With the aid of an excimer laser, a surgeon can reshape the cornea, the clear dome of the eye, so that light properly hits the retina (the nerve-rich layer that relays images to the brain). The idea is to be able to free you either entirely or somewhat from glasses or contacts.

Both photorefractive keratectomy (PRK) and laser-assisted in situ keratomileusis (LASIK) use the excimer laser to correct vision. You may wonder which of these would be best suited to your needs.

This article will explain how PRK and LASIK work, what to expect during each treatment, which would more likely suit you, and what to know about potential side effects.

Ophthalmologist examines eye

FG Trade / Getty Images

What to Know About PRK

PRK was the first refractive excimer laser procedure to be performed and remains a solid option.

How Does It Work?

PRK aims to reshape the cornea's surface using an excimer laser.
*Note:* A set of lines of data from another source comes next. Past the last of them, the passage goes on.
//! Per-caller sessions. Each session owns at most one table, replaced wholesale
//! by the next successful generation or import.

use std::collections::HashMap;
use std::sync::Arc;

use chrono::{DateTime, Utc};
use serde::Serialize;
use tokio::sync::RwLock;
use uuid::Uuid;

use crate::research::search_client::Snippet;
use crate::research::ResearchSummary;
use crate::topic_map::error::ValidationError;
use crate::topic_map::record::TopicRecord;
use crate::topic_map::table::TopicTable;

#[derive(Debug, Clone, Serialize)]
pub struct Session {
    pub id: Uuid,
    pub topic: String,
    pub research: Option<ResearchSummary>,
    /// Search snippets the current map was synthesized from.
    pub sources: Vec<Snippet>,
    pub created_at: DateTime<Utc>,
    pub updated_at: DateTime<Utc>,
    #[serde(skip)]
    table: Option<TopicTable>,
}

impl Session {
    pub fn new(topic: impl Into<String>) -> Self {
        let now = Utc::now();
        Self {
            id: Uuid::new_v4(),
            topic: topic.into(),
            research: None,
            sources: Vec::new(),
            created_at: now,
            updated_at: now,
            table: None,
        }
    }

    pub fn table(&self) -> Option<&TopicTable> {
        self.table.as_ref()
    }

    /// Replaces the current table. On failure the previous table is left untouched.
    pub fn load(&mut self, records: Vec<TopicRecord>) -> Result<&TopicTable, ValidationError> {
        let table = TopicTable::load(records)?;
        self.updated_at = Utc::now();
        Ok(&*self.table.insert(table))
    }
}

/// In-memory session registry shared by all handlers.
#[derive(Clone, Default)]
pub struct SessionStore {
    inner: Arc<RwLock<HashMap<Uuid, Session>>>,
}

impl SessionStore {
    pub fn new() -> Self {
        Self::default()
    }

    pub async fn insert(&self, session: Session) -> Uuid {
        let id = session.id;
        self.inner.write().await.insert(id, session);
        id
    }

    pub async fn get(&self, id: Uuid) -> Option<Session> {
        self.inner.read().await.get(&id).cloned()
    }

    /// Runs `f` against the session under the write lock. `None` if the id is unknown.
    pub async fn update<T>(&self, id: Uuid, f: impl FnOnce(&mut Session) -> T) -> Option<T> {
        self.inner.write().await.get_mut(&id).map(f)
    }

    pub async fn remove(&self, id: Uuid) -> bool {
        self.inner.write().await.remove(&id).is_some()
    }

    pub async fn len(&self) -> usize {
        self.inner.read().await.len()
    }
}

#[cfg(test)]
mod tests {
    use super::*;
    use crate::topic_map::validation::fixtures::content_marketing;

    #[test]
    fn test_failed_load_keeps_previous_table() {
        let mut session = Session::new("Content Marketing");
        session.load(content_marketing()).unwrap();

        let mut broken = content_marketing();
        broken[1].priority_score = 6;
        assert!(session.load(broken).is_err());

        let table = session.table().unwrap();
        assert_eq!(table.len(), 3);
        assert_eq!(table.records()[1].priority_score, 4);
    }

    #[test]
    fn test_load_replaces_table_wholesale() {
        let mut session = Session::new("Content Marketing");
        session.load(content_marketing()).unwrap();
        let mut smaller = content_marketing();
        smaller.truncate(1);
        session.load(smaller).unwrap();
        assert_eq!(session.table().unwrap().len(), 1);
    }

    #[tokio::test]
    async fn test_store_update_and_remove() {
        let store = SessionStore::new();
        let id = store.insert(Session::new("Content Marketing")).await;

        let loaded = store
            .update(id, |s| s.load(content_marketing()).map(|t| t.len()))
            .await
            .unwrap()
            .unwrap();
        assert_eq!(loaded, 3);
        assert_eq!(store.get(id).await.unwrap().table().unwrap().len(), 3);

        assert!(store.update(Uuid::new_v4(), |_| ()).await.is_none());
        assert!(store.remove(id).await);
        assert!(!store.remove(id).await);
        assert_eq!(store.len().await, 0);
    }
}
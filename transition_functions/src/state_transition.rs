use std::sync::Arc;

use anyhow::{ensure, Result};
use helper_functions::context::StateContext;
use types::{
    config::Config,
    nonstandard::StateRootPolicy,
    phase0::{beacon_state::BeaconState, containers::SignedBeaconBlock},
    traits::HashTreeRoot as _,
};

use crate::{block_processing, error::Error, slot_processing};

/// Applies `block` on top of `context`, advancing through empty slots first.
///
/// Block signatures are not verified.
pub fn state_transition(
    config: &Config,
    context: &StateContext,
    block: &SignedBeaconBlock,
    state_root_policy: StateRootPolicy,
) -> Result<StateContext> {
    let block = block.message();
    let advanced = slot_processing::process_slots(config, context, block.slot)?;
    let epoch_context = Arc::clone(advanced.epoch_context());
    let mut state = BeaconState::clone(advanced.state());

    block_processing::process_block(config, &mut state, &epoch_context, block)?;

    if state_root_policy == StateRootPolicy::Verify {
        let computed = state.hash_tree_root();

        ensure!(
            computed == block.state_root,
            Error::StateRootMismatch {
                computed,
                in_block: block.state_root,
            },
        );
    }

    Ok(StateContext::from_parts(Arc::new(state), epoch_context))
}

#[cfg(test)]
mod tests {
    use bls::SignatureBytes;
    use types::phase0::{
        containers::{Attestation, BeaconBlock, SignedVoluntaryExit, VoluntaryExit},
        primitives::{Slot, H256},
    };

    use super::*;

    fn genesis(config: &Config) -> Result<StateContext> {
        StateContext::new(config, interop::quick_start_beacon_state(config, 8)?)
    }

    fn unsigned_block(config: &Config, parent: &StateContext, slot: Slot) -> Result<SignedBeaconBlock> {
        let advanced = slot_processing::process_slots(config, parent, slot)?;

        let message = BeaconBlock {
            slot,
            proposer_index: advanced.epoch_context().proposer_index(slot)?,
            parent_root: advanced.state().latest_block_header.hash_tree_root(),
            ..BeaconBlock::default()
        };

        Ok(SignedBeaconBlock {
            message,
            signature: SignatureBytes::zero(),
        })
    }

    fn with_state_root(
        config: &Config,
        parent: &StateContext,
        mut block: SignedBeaconBlock,
    ) -> Result<SignedBeaconBlock> {
        let post = state_transition(config, parent, &block, StateRootPolicy::Trust)?;
        block.message.state_root = post.state_root();
        Ok(block)
    }

    #[test]
    fn verified_block_produces_matching_state_root() -> Result<()> {
        let config = Config::minimal();
        let genesis = genesis(&config)?;
        let block = with_state_root(&config, &genesis, unsigned_block(&config, &genesis, 3)?)?;

        let post = state_transition(&config, &genesis, &block, StateRootPolicy::Verify)?;

        assert_eq!(post.slot(), 3);
        assert_eq!(post.state_root(), block.message.state_root);
        assert_eq!(post.state().latest_block_header.slot, 3);

        Ok(())
    }

    #[test]
    fn wrong_state_root_is_rejected_only_when_verified() -> Result<()> {
        let config = Config::minimal();
        let genesis = genesis(&config)?;
        let mut block = unsigned_block(&config, &genesis, 1)?;

        block.message.state_root = H256::repeat_byte(1);

        let error = state_transition(&config, &genesis, &block, StateRootPolicy::Verify)
            .expect_err("state root is wrong");

        assert!(matches!(
            error.downcast_ref::<Error>(),
            Some(Error::StateRootMismatch { .. }),
        ));

        state_transition(&config, &genesis, &block, StateRootPolicy::Trust)?;

        Ok(())
    }

    #[test]
    fn block_must_build_on_latest_header() -> Result<()> {
        let config = Config::minimal();
        let genesis = genesis(&config)?;
        let mut block = unsigned_block(&config, &genesis, 1)?;

        block.message.parent_root = H256::repeat_byte(2);

        let error = state_transition(&config, &genesis, &block, StateRootPolicy::Trust)
            .expect_err("parent root is wrong");

        assert!(matches!(
            error.downcast_ref::<Error>(),
            Some(Error::ParentRootMismatch { .. }),
        ));

        Ok(())
    }

    #[test]
    fn block_must_name_expected_proposer() -> Result<()> {
        let config = Config::minimal();
        let genesis = genesis(&config)?;
        let mut block = unsigned_block(&config, &genesis, 1)?;

        block.message.proposer_index = (block.message.proposer_index + 1) % 8;

        let error = state_transition(&config, &genesis, &block, StateRootPolicy::Trust)
            .expect_err("proposer is wrong");

        assert!(matches!(
            error.downcast_ref::<Error>(),
            Some(Error::ProposerIndexMismatch { .. }),
        ));

        Ok(())
    }

    #[test]
    fn attestations_are_recorded_as_pending() -> Result<()> {
        let config = Config::minimal();
        let genesis = genesis(&config)?;
        let mut block = unsigned_block(&config, &genesis, 2)?;

        let mut attestation = Attestation {
            attesting_indices: vec![1, 4, 6],
            ..Attestation::default()
        };

        attestation.data.slot = 1;

        block.message.body.attestations.push(attestation.clone());

        let post = state_transition(&config, &genesis, &block, StateRootPolicy::Trust)?;
        let pending = &post.state().current_epoch_attestations;

        assert_eq!(pending.len(), 1);
        assert_eq!(pending[0].attesting_indices, [1, 4, 6]);
        assert_eq!(pending[0].inclusion_delay, 1);

        attestation.attesting_indices = vec![4, 1];
        block.message.body.attestations = vec![attestation];

        let error = state_transition(&config, &genesis, &block, StateRootPolicy::Trust)
            .expect_err("indices are unsorted");

        assert!(matches!(
            error.downcast_ref::<Error>(),
            Some(Error::AttestingIndicesInvalid),
        ));

        Ok(())
    }

    #[test]
    fn voluntary_exit_sets_exit_epoch_once() -> Result<()> {
        let config = Config::minimal();
        let genesis = genesis(&config)?;
        let mut block = unsigned_block(&config, &genesis, 1)?;

        let exit = SignedVoluntaryExit {
            message: VoluntaryExit {
                epoch: 0,
                validator_index: 5,
            },
            signature: SignatureBytes::zero(),
        };

        block.message.body.voluntary_exits.push(exit);

        let post = state_transition(&config, &genesis, &block, StateRootPolicy::Trust)?;

        assert_eq!(post.state().validators[5].exit_epoch, 1 + config.max_seed_lookahead);

        block.message.body.voluntary_exits.push(exit);

        let error = state_transition(&config, &genesis, &block, StateRootPolicy::Trust)
            .expect_err("validator exits twice");

        assert!(matches!(
            error.downcast_ref::<Error>(),
            Some(Error::ValidatorAlreadyExited { index: 5, .. }),
        ));

        Ok(())
    }
}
The laser ablates (removes) the cells on top of the cornea to help sharpen vision.

The reshaped cornea can then help incoming light land right on the retina instead of in front of it or behind it, as occurs with nearsightedness or farsightedness. The laser can also smooth corneal irregularities that may occur with astigmatism and otherwise cause distortion.

PRK Delivery

During this procedure, the outermost layer, known as the corneal epithelium, is first removed. Then the excimer laser is used to reshape the cornea. The corneal epithelium grows back over the reshaped cornea in about three to four days.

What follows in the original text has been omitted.